Published Nov 19, 2013 EveryDay Health
Hormonal contraception is the most common prescription medication used by healthy young women so it’s always disconcerting to hear that there may be a serious health consequence as a result. This week, researchers reported that women who take oral contraceptives for three years or more are more than twice as likely to develop glaucoma, which can cause blindness if untreated. Before you flush your pills down the toilet, you need to know that the risk of getting glaucoma in the United States is less than 1% in individuals under the age of 55. More important, association is not the same as cause and effect. In other words, while women in the study who took birth control pills were twice as likely to have glaucoma, the researchers acknowledge that the pills didn’t necessarily cause glaucoma. It’s an interesting observation and is not the first time that estrogen levels have been associated with glaucoma risk. In fact, it has been known for some time that numbers of affected women increase immediately after menopause, when estrogen levels take a dive. But, everyone agrees that more research is needed to determine how and whom an alteration in estrogen levels impacts the most.
To further keep things in perspective, keep in mind the pill not only provides excellent contraception, but reduces or eliminates health problems that are far more common than glaucoma including heavy menstrual bleeding, anemia, painful menses, issues from endometriosis, and cancer. That’s right; women that take the pill have a significant reduction in ovarian, colon and uterine cancer, the most common gynecologic cancer. The up to 50% reduction in uterine cancer rates with one year of pill use alone goes under the heading of “the greater good”

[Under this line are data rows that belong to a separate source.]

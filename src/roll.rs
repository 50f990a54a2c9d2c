use crate::calc::round_off_1_decimal;
use crate::dates::{self, Bimester, SCHOOL_WEEKDAYS};
use serde::Serialize;
use std::collections::HashMap;

/// Tri-state presence. `Unrecorded` is not `Absent`; a sheet that was never
/// filled in says nothing about the student.
#[derive(Debug, Clone, Copy, PartialEq, Eq)]
pub enum Presence {
    Present,
    Absent,
    Unrecorded,
}

impl Presence {
    // Wire and storage shape is true / false / null.
    pub fn from_flag(v: Option<bool>) -> Presence {
        match v {
            Some(true) => Presence::Present,
            Some(false) => Presence::Absent,
            None => Presence::Unrecorded,
        }
    }

    pub fn as_flag(self) -> Option<bool> {
        match self {
            Presence::Present => Some(true),
            Presence::Absent => Some(false),
            Presence::Unrecorded => None,
        }
    }

    pub fn from_db(v: Option<i64>) -> Presence {
        Presence::from_flag(v.map(|n| n != 0))
    }

    pub fn to_db(self) -> Option<i64> {
        self.as_flag().map(i64::from)
    }
}

// One student's presence for one subject, one class, one calendar day.
#[derive(Debug, Clone)]
pub struct RollEntry {
    pub id: String,
    pub class_id: String,
    pub subject_id: String,
    pub student_id: String,
    pub date: String,
    pub presence: Presence,
    pub teacher_id: Option<String>,
    pub justification: Option<String>,
}

#[derive(Debug, Clone)]
pub struct NamedStudent {
    pub id: String,
    pub name: String,
}

// Every roster student gets the existing record's presence when one exists,
// else explicitly Unrecorded.
pub fn initialize_sheet(
    students: &[NamedStudent],
    existing: &[RollEntry],
) -> HashMap<String, Presence> {
    let by_student: HashMap<&str, Presence> = existing
        .iter()
        .map(|e| (e.student_id.as_str(), e.presence))
        .collect();
    students
        .iter()
        .map(|s| {
            let presence = by_student
                .get(s.id.as_str())
                .copied()
                .unwrap_or(Presence::Unrecorded);
            (s.id.clone(), presence)
        })
        .collect()
}

/// A non-empty justification is the reason for an absence, so setting one
/// forces the presence to `Absent`. Clearing the text removes the stored
/// justification and leaves the presence untouched.
pub fn apply_justification(
    presences: &mut HashMap<String, Presence>,
    justifications: &mut HashMap<String, String>,
    student_id: &str,
    text: &str,
) {
    if text.trim().is_empty() {
        justifications.remove(student_id);
        return;
    }
    justifications.insert(student_id.to_string(), text.to_string());
    presences.insert(student_id.to_string(), Presence::Absent);
}

// Record-level form of the same coupling, applied before persisting.
pub fn enforce_justification(presence: Presence, justification: Option<&str>) -> Presence {
    match justification {
        Some(t) if !t.trim().is_empty() => Presence::Absent,
        _ => presence,
    }
}

// Does not consult existing justifications; reconciling those is the
// caller's job.
pub fn bulk_mark_all(students: &[NamedStudent], present: bool) -> HashMap<String, Presence> {
    let value = if present {
        Presence::Present
    } else {
        Presence::Absent
    };
    students.iter().map(|s| (s.id.clone(), value)).collect()
}

#[derive(Debug, Clone, Serialize)]
#[serde(rename_all = "camelCase")]
pub struct RollStats {
    pub total_present: u64,
    pub total_absent: u64,
    pub total_unset: u64,
    pub total: u64,
    pub pct_present: i64,
    pub pct_absent: i64,
}

fn pct(count: u64, total: u64) -> i64 {
    if total == 0 {
        return 0;
    }
    (count as f64 / total as f64 * 100.0).round() as i64
}

// Unset entries count toward the total but toward neither percentage, so
// pct_present + pct_absent need not reach 100.
pub fn compute_statistics<I>(states: I) -> RollStats
where
    I: IntoIterator<Item = Presence>,
{
    let mut total_present = 0u64;
    let mut total_absent = 0u64;
    let mut total_unset = 0u64;
    for s in states {
        match s {
            Presence::Present => total_present += 1,
            Presence::Absent => total_absent += 1,
            Presence::Unrecorded => total_unset += 1,
        }
    }
    let total = total_present + total_absent + total_unset;
    RollStats {
        total_present,
        total_absent,
        total_unset,
        total,
        pct_present: pct(total_present, total),
        pct_absent: pct(total_absent, total),
    }
}

#[derive(Debug, Clone, Copy, PartialEq, Eq)]
pub enum PresenceFilter {
    All,
    Present,
    Absent,
    Unset,
}

impl PresenceFilter {
    pub fn parse(raw: &str) -> Option<PresenceFilter> {
        match raw {
            "all" => Some(PresenceFilter::All),
            "present" => Some(PresenceFilter::Present),
            "absent" => Some(PresenceFilter::Absent),
            "unset" => Some(PresenceFilter::Unset),
            _ => None,
        }
    }

    pub fn matches(self, presence: Presence) -> bool {
        match self {
            PresenceFilter::All => true,
            PresenceFilter::Present => presence == Presence::Present,
            PresenceFilter::Absent => presence == Presence::Absent,
            PresenceFilter::Unset => presence == Presence::Unrecorded,
        }
    }
}

pub fn filter_by_state(entries: Vec<RollEntry>, mode: PresenceFilter) -> Vec<RollEntry> {
    entries
        .into_iter()
        .filter(|e| mode.matches(e.presence))
        .collect()
}

// Name-substring filter (case-insensitive) composed with the state filter.
// Students missing from the state map count as Unrecorded.
pub fn filter_students(
    students: &[NamedStudent],
    states: &HashMap<String, Presence>,
    name_query: &str,
    mode: PresenceFilter,
) -> Vec<NamedStudent> {
    let needle = name_query.trim().to_lowercase();
    students
        .iter()
        .filter(|s| {
            let name_ok = needle.is_empty() || s.name.to_lowercase().contains(&needle);
            let state = states
                .get(&s.id)
                .copied()
                .unwrap_or(Presence::Unrecorded);
            name_ok && mode.matches(state)
        })
        .cloned()
        .collect()
}

#[derive(Debug, Clone, Serialize)]
#[serde(rename_all = "camelCase")]
pub struct WeekdayStat {
    pub weekday: String,
    pub present: u64,
    pub absent: u64,
    pub rate: f64,
}

// Ordered Monday to Friday. Unparseable dates are skipped; weekend records
// accumulate but never appear because the ordering list only carries the
// five school weekdays. The name map translates the English keys.
pub fn by_weekday(entries: &[RollEntry], names: &HashMap<String, String>) -> Vec<WeekdayStat> {
    let mut counts: HashMap<&'static str, (u64, u64)> = HashMap::new();
    for entry in entries {
        let Some(day) = dates::parse_day(&entry.date) else {
            continue;
        };
        let key = dates::weekday_key(day);
        let slot = counts.entry(key).or_insert((0, 0));
        match entry.presence {
            Presence::Present => slot.0 += 1,
            Presence::Absent => slot.1 += 1,
            Presence::Unrecorded => {}
        }
    }

    SCHOOL_WEEKDAYS
        .iter()
        .map(|key| {
            let (present, absent) = counts.get(key).copied().unwrap_or((0, 0));
            let recorded = present + absent;
            let rate = if recorded > 0 {
                round_off_1_decimal(present as f64 / recorded as f64 * 100.0)
            } else {
                0.0
            };
            WeekdayStat {
                weekday: names.get(*key).cloned().unwrap_or_else(|| key.to_string()),
                present,
                absent,
                rate,
            }
        })
        .collect()
}

#[derive(Debug, Clone, Serialize)]
#[serde(rename_all = "camelCase")]
pub struct BimesterStat {
    pub bimester: String,
    pub present: u64,
    pub absent: u64,
    pub unset: u64,
    pub pct_present: String,
}

// Four fixed calendar-quarter buckets. The percentage uses the full bucket
// total (unrecorded included), formatted to one decimal as a string.
pub fn by_bimester(entries: &[RollEntry], year: i32) -> Vec<BimesterStat> {
    Bimester::ALL
        .iter()
        .map(|b| {
            let mut present = 0u64;
            let mut absent = 0u64;
            let mut unset = 0u64;
            for entry in entries {
                let Some(day) = dates::parse_day(&entry.date) else {
                    continue;
                };
                if !b.contains(year, day) {
                    continue;
                }
                match entry.presence {
                    Presence::Present => present += 1,
                    Presence::Absent => absent += 1,
                    Presence::Unrecorded => unset += 1,
                }
            }
            let total = present + absent + unset;
            let pct_present = if total > 0 {
                format!("{:.1}", present as f64 / total as f64 * 100.0)
            } else {
                "0.0".to_string()
            };
            BimesterStat {
                bimester: b.label().to_string(),
                present,
                absent,
                unset,
                pct_present,
            }
        })
        .collect()
}

#[derive(Debug, Clone, Serialize)]
#[serde(rename_all = "camelCase")]
pub struct RankedStudent {
    pub student_id: String,
    pub name: String,
    pub rate: f64,
}

fn first_name(full: &str) -> String {
    full.split_whitespace()
        .next()
        .unwrap_or(full)
        .to_string()
}

// Rate over recorded entries only, descending, first name only. Students
// with nothing recorded rank at 0.0.
pub fn top_by_rate(
    entries: &[RollEntry],
    students: &[NamedStudent],
    limit: usize,
) -> Vec<RankedStudent> {
    let mut counts: HashMap<&str, (u64, u64)> = HashMap::new();
    for entry in entries {
        let slot = counts.entry(entry.student_id.as_str()).or_insert((0, 0));
        match entry.presence {
            Presence::Present => slot.0 += 1,
            Presence::Absent => slot.1 += 1,
            Presence::Unrecorded => {}
        }
    }

    let mut ranked: Vec<RankedStudent> = students
        .iter()
        .map(|s| {
            let (present, absent) = counts.get(s.id.as_str()).copied().unwrap_or((0, 0));
            let recorded = present + absent;
            let rate = if recorded > 0 {
                round_off_1_decimal(present as f64 / recorded as f64 * 100.0)
            } else {
                0.0
            };
            RankedStudent {
                student_id: s.id.clone(),
                name: first_name(&s.name),
                rate,
            }
        })
        .collect();
    ranked.sort_by(|a, b| b.rate.partial_cmp(&a.rate).unwrap_or(std::cmp::Ordering::Equal));
    ranked.truncate(limit);
    ranked
}

// Expected user-input problems come back as messages, never as errors.
pub fn validate_sheet(
    class_id: &str,
    subject_id: &str,
    date: &str,
    entries: &[(String, Presence)],
) -> Vec<String> {
    let mut messages = Vec::new();
    if class_id.trim().is_empty() {
        messages.push("class is required".to_string());
    }
    if subject_id.trim().is_empty() {
        messages.push("subject is required".to_string());
    }
    if dates::parse_day(date).is_none() {
        messages.push(format!("date must be YYYY-MM-DD, got '{}'", date));
    }
    for (student_id, _) in entries {
        if student_id.trim().is_empty() {
            messages.push("every entry needs a student id".to_string());
        }
    }
    messages
}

So while the observation that birth control pills in women may increase the risk of glaucoma, keep the big picture in mind. This is not to minimize the impact of glaucoma, which is the second leading cause of blindness in the United States after cataracts. Get screened for glaucoma if you are over 40, earlier if you are African American , are diabetic, or have a family history of glaucoma. It’s not a reason to stop taking your pill.